» WHAT THIS TASK INVOLVES
Start at the line with "self.append_line(&record.to_string())" in the records below, stop at the line with "for line in", and return every line in that span exactly, the two end lines included.

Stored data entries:
// src/journal.rs

//! Journal append contract (spec §1, §6, §9's Workflow Turn
//! Orchestration supplement). The core treats journal *content* as
//! opaque — it only guarantees the append runs before the commit marker
//! and that whatever the callback writes is durable before it returns.
//!
//! Grounded on the teacher's `TransactionJournal` (CRC32-line-framed
//! append-only file, fsync-on-barrier discipline); the framing is
//! dropped here since content schema is explicitly out of scope and this
//! journal only needs durability, not structured-record recovery.

use crate::error::Result;
use crate::fsutil;
use std::fs::OpenOptions;
use std::io::Write;
use std::path::{Path, PathBuf};

/// The boundary the Transaction Manager calls into during the commit
/// protocol's journal phase (spec §4.1 step 6).
pub trait JournalAppend {
    fn append(&mut self, txn_id: &str) -> Result<()>;
}

/// Reference implementation: appends one ndjson line per call to
/// `var/journal.ndjson`, fsyncing the file and its containing directory
/// before returning.
pub struct NdjsonJournal {
    path: PathBuf,
}

impl NdjsonJournal {
    pub fn new(path: impl Into<PathBuf>) -> Self {
        Self { path: path.into() }
    }

    fn append_line(&self, line: &str) -> Result<()> {
        if let Some(parent) = self.path.parent() {
            std::fs::create_dir_all(parent)?;
        }
        let mut file = OpenOptions::new()
            .create(true)
            .append(true)
            .open(&self.path)?;
        file.write_all(line.as_bytes())?;
        file.write_all(b"\n")?;
        file.flush()?;
        fsutil::fsync_file(&file)?;
        drop(file);

        if let Some(parent) = self.path.parent() {
            fsutil::fsync_dir(parent)?;
        }
        Ok(())
    }
}

impl JournalAppend for NdjsonJournal {
    fn append(&mut self, txn_id: &str) -> Result<()> {
        let record = serde_json::json!({
            "txn_id": txn_id,
            "at": chrono::Utc::now().to_rfc3339(),
        });
        self.append_line(&record.to_string())
    }
}

/// Read every record's `txn_id` currently in the journal, in append
/// order. Used by operator tooling; the core itself never reads back its
/// own journal.
pub fn read_txn_ids(path: &Path) -> Result<Vec<String>> {
    if !path.exists() {
        return Ok(Vec::new());
    }
    let content = std::fs::read_to_string(path)?;
    let mut ids = Vec::new();
    for line in content.lines() {
        if line.trim().is_empty() {
            continue;
        }
        if let Ok(value) = serde_json::from_str::<serde_json::Value>(line) {
            if let Some(id) = value.get("txn_id").and_then(|v| v.as_str()) {
                ids.push(id.to_string());
            }
        }
    }
    Ok(ids)
}

#[cfg(test)]
mod tests {
    use super::*;
    use tempfile::TempDir;

    #[test]
    fn test_append_then_read_back() {
        let dir = TempDir::new().unwrap();
        let path = dir.path().join("var").join("journal.ndjson");
        let mut journal = NdjsonJournal::new(&path);

        journal.append("txn_1_1").unwrap();
        journal.append("txn_2_2").unwrap();

        let ids = read_txn_ids(&path).unwrap();
        assert_eq!(ids, vec!["txn_1_1", "txn_2_2"]);
    }

    #[test]
    fn test_read_missing_journal_is_empty() {
        let dir = TempDir::new().unwrap();
        let path = dir.path().join("nope.ndjson");
        assert!(read_txn_ids(&path).unwrap().is_empty());
    }

    #[test]
    fn test_malformed_line_is_skipped() {
        let dir = TempDir::new().unwrap();
        let path = dir.path().join("journal.ndjson");
        std::fs::write(&path, "not json\n{\"txn_id\":\"txn_3_3\"}\n").unwrap();
        assert_eq!(read_txn_ids(&path).unwrap(), vec!["txn_3_3"]);
    }
}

» EXPECTED ANSWER
        self.append_line(&record.to_string())
    }
}

/// Read every record's `txn_id` currently in the journal, in append
/// order. Used by operator tooling; the core itself never reads back its
/// own journal.
pub fn read_txn_ids(path: &Path) -> Result<Vec<String>> {
    if !path.exists() {
        return Ok(Vec::new());
    }
    let content = std::fs::read_to_string(path)?;
    let mut ids = Vec::new();
    for line in content.lines() {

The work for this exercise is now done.